Словом, напечатанное в журнале «Нева» «Повествование в письмах» не вызвало бы в душе ничего, кроме волнения от встречи с этой уникальной, странной и очаровательной личностью, если бы оно только письмами Казакова и ограничилось. Увы, подзаголовок неточен, повествование письмами не ограничивается; и в том, что находится за их пределами, перед нами предстает личность совсем иного плана — Виктор Конецкий. В советско-писательском смысле это личность чрезвычайно ординарная и, несмотря на все оговорки, чуткой ноздрей повернутая в сторону ветерков-шептунов, исходящих из организации, обосновавшейся в бывшем Институте благородных девиц. Вполне очевидно, что ординарность эта им осознается и он старается во все тяжкие, чтобы создать противоположное впечатление. Как часто это бывает у такого рода людей, Конецкий чрезвычайно щедр на цитаты: тут и Толстой, и Бунин, и Шкловский, и Хемингуэй, и Спенсер, и особенно Чехов. Чехова Конецкий вообще как бы считает своим, хотя и удивляется с неосторожной наивностью, отчего у Чехова так мало цитат.
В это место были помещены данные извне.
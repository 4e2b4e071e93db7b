//! Service-role host: answers client requests over any [`Listener`].
//!
//! Each accepted connection gets its own `Speaker<ServiceMessage>`. Requests
//! are dispatched to a [`ServiceHandler`] in their own task so a slow start
//! never holds up status queries or pushes. Pushes published by the handler
//! are forwarded to every connected client.

use std::future::Future;
use std::sync::{Arc, Mutex, PoisonError};
use std::time::Duration;

use codervpn_protocol::{
    ClientMessage, DownloadProgress, Lifecycle, PeerUpdate, ServiceMessage, StartProgress,
    StartProgressStage, StartRequest, StartResponse, Status, StopRequest, StopResponse,
};
use codervpn_speaker::{Speaker, SpeakerConfig};
use tokio::sync::broadcast;
use tokio::sync::broadcast::error::RecvError;
use tokio_util::sync::CancellationToken;
use tracing::{debug, info, warn};

use crate::connection::Connection;
use crate::error::ServerResult;
use crate::listener::Listener;

/// Capacity of the push channel shared by all connections.
const PUSH_CAPACITY: usize = 64;

/// Business logic behind the service role.
pub trait ServiceHandler: Send + Sync + 'static {
    /// Brings the tunnel up.
    fn start(&self, request: StartRequest) -> impl Future<Output = StartResponse> + Send;

    /// Takes the tunnel down.
    fn stop(&self, request: StopRequest) -> impl Future<Output = StopResponse> + Send;

    /// Reports the current status.
    fn status(&self) -> impl Future<Output = Status> + Send;

    /// Subscribes to pushes sent to every client.
    fn subscribe(&self) -> broadcast::Receiver<ServiceMessage>;
}

/// Maps one client request to the handler and builds the reply.
pub async fn dispatch<H: ServiceHandler>(handler: &H, request: ClientMessage) -> ServiceMessage {
    match request {
        ClientMessage::Start(request) => ServiceMessage::Start(handler.start(request).await),
        ClientMessage::Stop(request) => ServiceMessage::Stop(handler.stop(request).await),
        ClientMessage::Status(_) => ServiceMessage::Status(handler.status().await),
    }
}

/// Runs a [`ServiceHandler`] for every connection of a listener.
pub struct ServiceHost<H> {
    handler: Arc<H>,
    config: SpeakerConfig,
    token: CancellationToken,
}

impl<H: ServiceHandler> ServiceHost<H> {
    /// Creates a host around `handler`.
    pub fn new(handler: H, config: SpeakerConfig) -> Self {
        Self {
            handler: Arc::new(handler),
            config,
            token: CancellationToken::new(),
        }
    }

    /// Returns the handler.
    pub fn handler(&self) -> &Arc<H> {
        &self.handler
    }

    /// Accepts connections until `shutdown` completes, then closes every
    /// open connection.
    pub async fn serve<L, S>(self: Arc<Self>, listener: &L, shutdown: S) -> ServerResult<()>
    where
        L: Listener,
        S: Future<Output = ()> + Send,
    {
        let host = Arc::clone(&self);
        let result = listener
            .run_until_shutdown(
                move |connection| {
                    let host = Arc::clone(&host);
                    async move { host.handle_connection(connection).await }
                },
                shutdown,
            )
            .await;
        self.token.cancel();
        result
    }

    /// Serves a single connection, logging a failed handshake.
    pub async fn handle_connection(&self, connection: Connection) {
        if let Err(err) = self.serve_connection(connection).await {
            warn!(error = %err, "client handshake failed");
        }
    }

    /// Serves a single connection until the client leaves or the host
    /// shuts down.
    ///
    /// Fails with [`ServerError::Speaker`](crate::ServerError::Speaker) if the
    /// handshake does not complete.
    pub async fn serve_connection(&self, connection: Connection) -> ServerResult<()> {
        let speaker = Speaker::<ServiceMessage>::new(connection, self.config.clone());
        let mut inbound = speaker.start().await?;
        let mut pushes = self.handler.subscribe();
        info!("client connected");

        loop {
            tokio::select! {
                _ = self.token.cancelled() => break,
                request = inbound.recv() => {
                    let Some(request) = request else { break };
                    let handler = Arc::clone(&self.handler);
                    tokio::spawn(async move {
                        let reply = dispatch(handler.as_ref(), request.message().clone()).await;
                        if let Err(err) = request.reply(reply).await {
                            debug!(error = %err, "could not deliver reply");
                        }
                    });
                }
                push = pushes.recv() => match push {
                    Ok(message) => {
                        if let Err(err) = speaker.send(message).await {
                            debug!(error = %err, "could not deliver push");
                            break;
                        }
                    }
                    Err(RecvError::Lagged(skipped)) => {
                        warn!(skipped, "client fell behind on pushes");
                    }
                    Err(RecvError::Closed) => break,
                },
            }
        }

        speaker.dispose().await;
        info!("client disconnected");
        Ok(())
    }
}

/// In-memory service used to exercise clients without a real tunnel.
///
/// Walks through the start stages with short pauses, publishing progress
/// and every lifecycle change as pushes.
pub struct LoopbackService {
    status: Mutex<Status>,
    pushes: broadcast::Sender<ServiceMessage>,
    step_delay: Duration,
}

impl Default for LoopbackService {
    fn default() -> Self {
        Self::new()
    }
}

impl LoopbackService {
    /// Creates a stopped service.
    pub fn new() -> Self {
        let (pushes, _) = broadcast::channel(PUSH_CAPACITY);
        Self {
            status: Mutex::new(Status::new(Lifecycle::Stopped)),
            pushes,
            step_delay: Duration::from_millis(100),
        }
    }

    /// Sets the pause between start stages.
    pub fn with_step_delay(mut self, delay: Duration) -> Self {
        self.step_delay = delay;
        self
    }

    /// Moves to `next` if the lifecycle is one of `idle`. Returns the
    /// lifecycle found.
    fn claim(&self, idle: &[Lifecycle], next: Lifecycle) -> Lifecycle {
        let mut status = self.status.lock().unwrap_or_else(PoisonError::into_inner);
        let current = status.lifecycle;
        if idle.contains(&current) {
            status.lifecycle = next;
        }
        current
    }

    fn transition(&self, lifecycle: Lifecycle, error_message: Option<String>) {
        let status = {
            let mut status = self.status.lock().unwrap_or_else(PoisonError::into_inner);
            status.lifecycle = lifecycle;
            status.error_message = error_message;
            status.peer_update = (lifecycle == Lifecycle::Started).then(PeerUpdate::default);
            status.clone()
        };
        debug!(%lifecycle, "loopback lifecycle changed");
        self.publish(ServiceMessage::Status(status));
    }

    fn publish(&self, message: ServiceMessage) {
        // No subscribers is fine.
        let _ = self.pushes.send(message);
    }

    async fn progress(&self, progress: StartProgress) {
        self.publish(ServiceMessage::StartProgress(progress));
        tokio::time::sleep(self.step_delay).await;
    }
}

impl ServiceHandler for LoopbackService {
    async fn start(&self, request: StartRequest) -> StartResponse {
        if let Err(err) = url::Url::parse(&request.coder_url) {
            return StartResponse::failed(format!("invalid coder_url: {err}"));
        }
        if request.api_token.is_empty() {
            return StartResponse::failed("api_token is empty");
        }
        match self.claim(&[Lifecycle::Unknown, Lifecycle::Stopped], Lifecycle::Starting) {
            Lifecycle::Started => return StartResponse::ok(),
            Lifecycle::Starting | Lifecycle::Stopping => {
                return StartResponse::failed("another operation is in progress");
            }
            Lifecycle::Unknown | Lifecycle::Stopped => {}
        }

        info!(url = %request.coder_url, "loopback start");
        self.transition(Lifecycle::Starting, None);
        self.progress(StartProgress::stage(StartProgressStage::Initializing))
            .await;
        self.progress(StartProgress {
            stage: StartProgressStage::Downloading,
            download: Some(DownloadProgress {
                bytes_written: 0,
                bytes_total: None,
            }),
        })
        .await;
        self.progress(StartProgress::stage(StartProgressStage::Finalizing))
            .await;
        self.transition(Lifecycle::Started, None);
        StartResponse::ok()
    }

    async fn stop(&self, _request: StopRequest) -> StopResponse {
        match self.claim(&[Lifecycle::Started], Lifecycle::Stopping) {
            Lifecycle::Stopped | Lifecycle::Unknown => return StopResponse::ok(),
            Lifecycle::Starting | Lifecycle::Stopping => {
                return StopResponse::failed("another operation is in progress");
            }
            Lifecycle::Started => {}
        }

        info!("loopback stop");
        self.transition(Lifecycle::Stopping, None);
        tokio::time::sleep(self.step_delay).await;
        self.transition(Lifecycle::Stopped, None);
        StopResponse::ok()
    }

    async fn status(&self) -> Status {
        self.status
            .lock()
            .unwrap_or_else(PoisonError::into_inner)
            .clone()
    }

    fn subscribe(&self) -> broadcast::Receiver<ServiceMessage> {
        self.pushes.subscribe()
    }
}

#[cfg(test)]
mod tests {
    use super::*;
    use crate::error::ServerError;
    use codervpn_protocol::StatusRequest;

    fn fast_service() -> LoopbackService {
        LoopbackService::new().with_step_delay(Duration::from_millis(1))
    }

    #[tokio::test]
    async fn loopback_start_stop_cycle() {
        let service = fast_service();
        let mut pushes = service.subscribe();

        let reply = dispatch(
            &service,
            ClientMessage::Start(StartRequest::new("https://coder.example.com", "token")),
        )
        .await;
        assert_eq!(reply, ServiceMessage::Start(StartResponse::ok()));

        let mut seen = Vec::new();
        while let Ok(push) = pushes.try_recv() {
            seen.push(push);
        }
        assert!(matches!(
            seen.first(),
            Some(ServiceMessage::Status(s)) if s.lifecycle == Lifecycle::Starting
        ));
        assert!(matches!(
            seen.last(),
            Some(ServiceMessage::Status(s)) if s.lifecycle == Lifecycle::Started
        ));
        let stages: Vec<_> = seen
            .iter()
            .filter_map(|push| match push {
                ServiceMessage::StartProgress(p) => Some(p.stage),
                _ => None,
            })
            .collect();
        assert_eq!(
            stages,
            vec![
                StartProgressStage::Initializing,
                StartProgressStage::Downloading,
                StartProgressStage::Finalizing
            ]
        );

        let status = dispatch(&service, ClientMessage::Status(StatusRequest {})).await;
        assert!(matches!(
            status,
            ServiceMessage::Status(s) if s.lifecycle == Lifecycle::Started && s.peer_update.is_some()
        ));

        let reply = dispatch(&service, ClientMessage::Stop(StopRequest {})).await;
        assert_eq!(reply, ServiceMessage::Stop(StopResponse::ok()));
        assert_eq!(service.status().await.lifecycle, Lifecycle::Stopped);
    }

    #[tokio::test]
    async fn loopback_rejects_bad_request() {
        let service = fast_service();

        let reply = service.start(StartRequest::new("not a url", "token")).await;
        assert!(!reply.success);
        assert!(reply.error_message.unwrap().contains("coder_url"));

        let reply = service
            .start(StartRequest::new("https://coder.example.com", ""))
            .await;
        assert!(!reply.success);
        assert_eq!(service.status().await.lifecycle, Lifecycle::Stopped);
    }

    #[tokio::test]
    async fn stop_when_stopped_is_ok() {
        let service = fast_service();
        assert!(service.stop(StopRequest {}).await.success);
    }

    #[cfg(unix)]
    #[tokio::test]
    async fn host_answers_client_over_socket() {
        use crate::config::ServerConfig;
        use crate::socket::SocketServer;

        let dir = tempfile::tempdir().unwrap();
        let socket_path = dir.path().join("vpn.sock");
        let listener = SocketServer::new(ServerConfig::new(&socket_path))
            .await
            .unwrap();

        let host = Arc::new(ServiceHost::new(fast_service(), SpeakerConfig::default()));
        let shutdown = CancellationToken::new();
        let server = {
            let host = Arc::clone(&host);
            let shutdown = shutdown.clone();
            tokio::spawn(async move {
                host.serve(&listener, shutdown.cancelled_owned()).await
            })
        };

        let stream = tokio::net::UnixStream::connect(&socket_path).await.unwrap();
        let client = Speaker::<ClientMessage>::new(stream, SpeakerConfig::default());
        let mut inbound = client.start().await.unwrap();

        let reply = client
            .send_request(ClientMessage::Start(StartRequest::new(
                "https://coder.example.com",
                "token",
            )))
            .await
            .unwrap();
        assert_eq!(reply, ServiceMessage::Start(StartResponse::ok()));

        // Lifecycle pushes reach the client.
        let mut saw_started = false;
        while !saw_started {
            let push = tokio::time::timeout(Duration::from_secs(5), inbound.recv())
                .await
                .unwrap()
                .unwrap();
            saw_started = matches!(
                push.message(),
                ServiceMessage::Status(s) if s.lifecycle == Lifecycle::Started
            );
        }

        let status = client
            .send_request(ClientMessage::Status(StatusRequest {}))
            .await
            .unwrap();
        assert!(matches!(status, ServiceMessage::Status(s) if s.lifecycle == Lifecycle::Started));

        shutdown.cancel();
        server.await.unwrap().unwrap();
        assert!(client.closed().await.is_some());
    }

    #[tokio::test]
    async fn silent_client_fails_handshake() {
        let (server_side, _client_side) = tokio::io::duplex(1024);
        let permit = Arc::new(tokio::sync::Semaphore::new(1))
            .acquire_owned()
            .await
            .unwrap();
        let connection = Connection::new(Box::new(server_side), permit);

        let config = SpeakerConfig::default().with_handshake_timeout(Duration::from_millis(50));
        let host = ServiceHost::new(fast_service(), config);
        let err = host.serve_connection(connection).await.unwrap_err();
        assert!(
            matches!(
                err,
                ServerError::Speaker(ref e)
                    if matches!(e.root(), codervpn_speaker::SpeakerError::HandshakeTimeout { .. })
            ),
            "unexpected error: {:?}",
            err
        );
    }
}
«В Бога не верил», — успокоительно заявляет он, выигрывая этим себе у цензора несколько очков вперед. Вот уже и в душеприказчики Антону Павловичу записался, очевидно, на том основании, что написал о нем вялый, надуманный рассказ да посидел с похмелья в его ялтинском садике. Повествование о Казакове и о его окружении Конецкий открывает могучим, страстным призывом сродни «Не могу молчать!». Этот призыв следует здесь привести целиком. «Русские мужики, все мои читатели! Если вам дорога Россия, если вы понимаете, что без России не будет мира и самое Земли, соберите остатки воли. Водка — это смердящее рабство, это вечный страх перед любым начальником, включая какую-нибудь стерву-проводницу. Я знаю, что говорю. Кто еще любит Россию, должен бросить водку и растить наших мальчишек в гордой трезвости. Вино убивает талант совести, талант гордости и талант любви». Так, открыто и прямо признается Конецкий, повелела ему сказать его писательская совесть. Смелый человек. Сказать такое в тот момент, когда партия выкатила бочки с бузой на улицы городов — пей не хочу! Когда опубликовано постановление ЦК о дальнейшем увеличении производства спиртных напитков и улучшении снабжения ими населения! Ну что ж, пусть витийствует все в том же плане, только вот противно, что он и смерть своего друга, замечательного писателя, рассматривает как бы в контексте одной лишь водки, как будто не было и других, не биохимических причин, не было скуки, разочарования, тоски по несостоявшейся российской цивилизации.
Можно предположить, что я всю эту совписательскую ординарность Конецкого вытаскиваю на поверхность из-за обиды. Признаюсь, так оно и есть, и не будь его выпада против меня, совершенного в манере злобной шавки, кусающей сзади (избитость метафоры станет извинительной ниже, когда речь как раз и пойдет о гнусной собачонке), банальность Конецкого, проявившаяся в «Опять название не придумывается», осталась бы невознагражденной. Благодеяния эгоизма. Нужно же все-таки когда-нибудь говорить об этих короленках советского типа.